According to Gartner analyst John Girard, the most common places for laptop thefts are airport security checkpoints, hotel restrooms, meeting rooms, and registration lines. Girard recommends these top-tips for keeping machines safe:
Keep your laptop in sight while going through security checkpoints.
Always have the laptop in carry-on luggage
Tape a business card to the laptop
Avoid leaving your laptop in hotel baggage-hold rooms
Lock the laptop or removable hard drive, if equipped, in a secure place when it's not in use
These tips are helpful but looking back at some past cases shows that there are no hard and fast rules of when laptop thieves are likely to take a chance:
The government minister in charge of Britain's nuclear secrets had his laptop stolen from his house in 2000. Armed forces minister John Spellar had his home broken into in Bromley, Kent. The intruder stole his laptop computer but left without touching two red boxes containing potentially sensitive defence information.
An MI6 officer left his laptop in a taxi after a night's drinking in a tapas bar in Vauxhall, south London, while an MI5 officer had his stolen when he put it down to buy a ticket at a station.
A science laboratory cleaner from Didcot, near Oxford, was recently convicted of stealing laptops from her employer by hiding them up her jumper. The woman managed to steal six machines this way before anyone noticed something was up.
The chief executive of Qualcomm had his notebook stolen from the podium of hotel conference room where he had just finished giving a talk to the Society of American Business Editors and Writers. He had been talking with several members of the press only 30 feet away when he noticed the machine was missing.
Usually the thief is interested in the laptop not the information on it. Encouragingly, surveys show that only 10 to 15 percent of laptops are stolen by criminals intent on selling the data, according to Gartner analyst William Malik.

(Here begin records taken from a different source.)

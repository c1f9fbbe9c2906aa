//! Service registry, worker selection, and the two read-mostly maps (unique
//! service names, process environment) shared across every worker.
//!
//! Grounded on `netcore/core/service_pool.cpp`: a `type_name → constructor`
//! registry populated at startup, a worker-selection policy that skips
//! workers flagged exclusive, and reader-writer-locked maps for the rarely
//! written, frequently read unique-name and env tables.

use crate::id::ServiceId;
use crate::message::Message;
use crate::service::Service;
use crate::service_worker::{CreateReply, WorkerCommand};
use hashbrown::HashMap;
use std::sync::atomic::{AtomicBool, AtomicUsize, Ordering};
use std::sync::mpsc::Sender;
use std::sync::RwLock;
use weave::logging::{self, Logger};

pub type ServiceCtor = std::sync::Arc<dyn Fn() -> Box<dyn Service> + Send + Sync>;

/// The process-wide `name -> value` table exposed via `get_env`/`set_env`.
/// Read-mostly: writes only happen around service creation/configuration.
pub struct EnvTable {
    inner: RwLock<HashMap<String, String>>,
}

impl EnvTable {
    fn new() -> EnvTable {
        EnvTable { inner: RwLock::new(HashMap::new()) }
    }

    pub fn get(&self, key: &str) -> Option<String> {
        self.inner.read().unwrap().get(key).cloned()
    }

    pub fn set(&self, key: impl Into<String>, value: impl Into<String>) {
        self.inner.write().unwrap().insert(key.into(), value.into());
    }
}

/// State shared by every [`crate::service_worker::ServiceWorker`] and the
/// [`Runtime`](crate::runtime::Runtime) facade: the type registry, the
/// unique-name table, the env table, and a channel to every worker's command
/// queue.
pub struct PoolShared {
    registry: RwLock<HashMap<String, ServiceCtor>>,
    unique_services: RwLock<HashMap<String, ServiceId>>,
    env: EnvTable,
    worker_txs: Vec<Sender<WorkerCommand>>,
    exclusive: Vec<AtomicBool>,
    service_counts: Vec<AtomicUsize>,
    next_rr: AtomicUsize,
    log: Logger,
}

impl PoolShared {
    pub fn new(worker_txs: Vec<Sender<WorkerCommand>>, log: Logger) -> PoolShared {
        let exclusive = worker_txs.iter().map(|_| AtomicBool::new(false)).collect();
        let service_counts = worker_txs.iter().map(|_| AtomicUsize::new(0)).collect();
        PoolShared {
            registry: RwLock::new(HashMap::new()),
            unique_services: RwLock::new(HashMap::new()),
            env: EnvTable::new(),
            worker_txs,
            exclusive,
            service_counts,
            next_rr: AtomicUsize::new(0),
            log,
        }
    }

    /// Called by a [`crate::service_worker::ServiceWorker`] right after it
    /// inserts a newly created service into its directory.
    pub fn note_service_created(&self, worker: u8) {
        if let Some(count) = self.service_counts.get(worker as usize) {
            count.fetch_add(1, Ordering::Relaxed);
        }
    }

    /// Called by a [`crate::service_worker::ServiceWorker`] right after it
    /// removes a torn-down service from its directory.
    pub fn note_service_destroyed(&self, worker: u8) {
        if let Some(count) = self.service_counts.get(worker as usize) {
            count.fetch_sub(1, Ordering::Relaxed);
        }
    }

    /// Sum of every worker's live service count, per [`Runtime::servicenum`](crate::runtime::Runtime::servicenum).
    pub fn total_service_count(&self) -> usize {
        self.service_counts.iter().map(|c| c.load(Ordering::Relaxed)).sum()
    }

    /// Signals every worker to stop accepting new commands and tear down -
    /// the first step of the deterministic shutdown order.
    pub fn shutdown_all_workers(&self) {
        for tx in &self.worker_txs {
            let _ = tx.send(WorkerCommand::Shutdown);
        }
    }

    #[inline]
    pub fn worker_count(&self) -> usize {
        self.worker_txs.len()
    }

    #[inline]
    pub fn env(&self) -> &EnvTable {
        &self.env
    }

    pub fn register_type(&self, name: impl Into<String>, ctor: ServiceCtor) {
        self.registry.write().unwrap().insert(name.into(), ctor);
    }

    fn lookup_ctor(&self, name: &str) -> Option<ServiceCtor> {
        self.registry.read().unwrap().get(name).cloned()
    }

    /// Atomically claims `name` for `id`. Returns `false` (no mutation) if
    /// another service already holds it.
    pub fn try_register_unique(&self, name: &str, id: ServiceId) -> bool {
        let mut map = self.unique_services.write().unwrap();
        if map.contains_key(name) {
            return false;
        }
        map.insert(name.to_string(), id);
        true
    }

    pub fn clear_unique(&self, name: &str) {
        self.unique_services.write().unwrap().remove(name);
    }

    pub fn get_unique_service(&self, name: &str) -> Option<ServiceId> {
        self.unique_services.read().unwrap().get(name).copied()
    }

    /// Marks worker `index` exclusive (or not): excluded from `next_worker`'s
    /// round robin unless every worker is exclusive.
    pub fn set_exclusive(&self, index: u8, exclusive: bool) {
        if let Some(flag) = self.exclusive.get(index as usize) {
            flag.store(exclusive, Ordering::Relaxed);
        }
    }

    /// Picks the next worker to host a new service, skipping exclusive
    /// workers unless all of them are exclusive, in which case the pool falls
    /// back to the least-loaded worker (by live service count) rather than
    /// unrestricted round robin.
    pub fn next_worker(&self) -> u8 {
        let all_exclusive = self.exclusive.iter().all(|flag| flag.load(Ordering::Relaxed));
        let count = self.worker_txs.len() as u64;

        if all_exclusive {
            return self
                .service_counts
                .iter()
                .enumerate()
                .min_by_key(|(_, count)| count.load(Ordering::Relaxed))
                .map(|(index, _)| index as u8)
                .unwrap_or(0);
        }

        loop {
            let candidate = (self.next_rr.fetch_add(1, Ordering::Relaxed) as u64 % count) as u8;
            if !self.exclusive[candidate as usize].load(Ordering::Relaxed) {
                return candidate;
            }
        }
    }

    /// Sends a same-process cross-worker message to its receiver's owning worker.
    pub fn route_to(&self, msg: Message) {
        let worker = msg.receiver().worker_index() as usize;
        if let Some(tx) = self.worker_txs.get(worker) {
            let _ = tx.send(WorkerCommand::Inject(msg));
        } else {
            logging::warn!(self.log, "message addressed to unknown worker"; "worker" => worker);
        }
    }

    /// Fans `msg` out to every worker's command queue, each of which delivers
    /// it to every service it owns except the sender.
    pub fn broadcast(&self, msg: Message) {
        for tx in &self.worker_txs {
            let _ = tx.send(WorkerCommand::Inject(msg.clone()));
        }
    }

    /// Resolves `type_name`, reserves a worker (honoring `worker_hint` and the
    /// `exclusive` flag), and posts a create command. Blocks the calling
    /// thread on the worker's reply - this is the one synchronous operation in
    /// the facade, matching callers needing the new id back immediately.
    pub fn new_service(
        &self,
        type_name: &str,
        unique_name: Option<String>,
        config: String,
        worker_hint: Option<u8>,
    ) -> Result<ServiceId, crate::error::Error> {
        let ctor = self
            .lookup_ctor(type_name)
            .ok_or_else(|| crate::error::Error::UnknownServiceType(type_name.to_string()))?;

        if let Some(name) = &unique_name {
            if self.get_unique_service(name).is_some() {
                return Err(crate::error::Error::DuplicateUniqueService(name.clone()));
            }
        }

        let worker = worker_hint.unwrap_or_else(|| self.next_worker());
        let tx = self
            .worker_txs
            .get(worker as usize)
            .ok_or_else(|| crate::error::Error::InvalidState("worker_hint out of range"))?;

        let (reply_tx, reply_rx) = std::sync::mpsc::channel();
        let _ = tx.send(WorkerCommand::Create {
            ctor,
            unique_name,
            config,
            reply: reply_tx,
        });

        match reply_rx.recv() {
            Ok(CreateReply::Created(id)) => Ok(id),
            Ok(CreateReply::Failed(reason)) => Err(crate::error::Error::ServiceInitFailed(reason)),
            Err(_) => Err(crate::error::Error::InvalidState("worker shut down before replying")),
        }
    }
}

But the fact that the thieves didn't set out to steal information is no consolation if there are vital files on the machine that haven't been backed up. A doctor lost his lifetime of research earlier this year, when his laptop was stolen from a hospital in Leicester. The research was on children with holes in their hearts and unfortunately no back-up copy had been made. The theft follows a similar case last year, when another machine, also containing essential research, was stolen from the Royal Hospital for Sick Children in Edinburgh. The machine was eventually recovered, to the relief of the doctor concerned.

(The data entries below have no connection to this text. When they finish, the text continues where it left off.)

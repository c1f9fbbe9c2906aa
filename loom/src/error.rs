//! Crate-wide error type for operations that can fail in ways a caller needs
//! to branch on (config loading aside, which panics the way [`weave::config`]
//! does). Plain enum with manual `From` impls, matching `flux::shared::NetworkError`
//! rather than pulling in an error-derive crate for a handful of variants.

use std::fmt;
use std::io;

pub type Result<T> = std::result::Result<T, Error>;

#[derive(Debug)]
pub enum Error {
    /// A `new_service` call named a unique-service name that is already registered.
    DuplicateUniqueService(String),
    /// `new_service`/`register_service` referenced a type name with no registered constructor.
    UnknownServiceType(String),
    /// The target of a `send`/`make_response` call is not in the worker's directory, or is
    /// already tearing down.
    UnknownService(u32),
    /// A session id used in `send`/`close` is not tracked by any I/O worker.
    UnknownSession(u32),
    /// `listen`/`sync_connect` failed at the OS socket layer.
    Io(io::Error),
    /// An incoming frame declared a length over the configured maximum.
    FrameTooLarge { declared: usize, max: usize },
    /// The runtime was asked to do something that only makes sense before/after `run()`.
    InvalidState(&'static str),
    /// `new_service` reached the target worker but creation failed there (`init`
    /// returned `false`, or the unique name lost a race after the pre-check).
    ServiceInitFailed(String),
}

impl fmt::Display for Error {
    fn fmt(&self, f: &mut fmt::Formatter<'_>) -> fmt::Result {
        match self {
            Error::DuplicateUniqueService(name) => {
                write!(f, "unique service `{}` is already registered", name)
            }
            Error::UnknownServiceType(name) => write!(f, "no service type registered as `{}`", name),
            Error::UnknownService(id) => write!(f, "no such service: {}", id),
            Error::UnknownSession(id) => write!(f, "no such session: {}", id),
            Error::Io(err) => write!(f, "io error: {}", err),
            Error::FrameTooLarge { declared, max } => {
                write!(f, "frame size {} exceeds maximum {}", declared, max)
            }
            Error::InvalidState(msg) => write!(f, "invalid state: {}", msg),
            Error::ServiceInitFailed(reason) => write!(f, "service creation failed: {}", reason),
        }
    }
}

impl std::error::Error for Error {
    fn source(&self) -> Option<&(dyn std::error::Error + 'static)> {
        match self {
            Error::Io(err) => Some(err),
            _ => None,
        }
    }
}

impl From<io::Error> for Error {
    #[inline]
    fn from(err: io::Error) -> Error {
        Error::Io(err)
    }
}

Yet despite the ludicrously high numbers of notebooks that go missing, companies are not doing nearly enough to secure their machines. Nearly two-thirds of UK business users do not use a password when they log-on to their PCs or laptops, according to Mori survey commissioned by Compaq. Of the people who do use passwords, 15 percent use their own name and 10 percent give password details to colleagues. A third of respondents have not changed their passwords in the past year.
The poll also revealed that around half of those surveyed believed their laptop was susceptible to theft, yet more than a third did not make copies of confidential files. But backing up data shouldn't be such an issue. Apple's iDisk service allows files to be copied and stored online, while US firm Connected offers a similar service for PC's.
Other security measures available include encryption and tracking devices. Thales e-security launched a hard-drive encryption device in April this year that protects laptop data by storing everything on the machine's hard drive in an encrypted state. The Guardisk device has been approved by the Government's Communications Electronic Security Group (CESG) for restricted, and in some cases Top Secret, data, and introduced to some departments.
On the tracking side, software from companies such as Absolute Software and zTrace Technologies offer technology similar to the tracking devices now installed in some cars. Absolute's ComputracePlus application silently connects with the company's monitoring centre whenever the device is connected to the Internet. If the notebook is reported stolen or lost, its location is tracked and the police are called to recover the machine.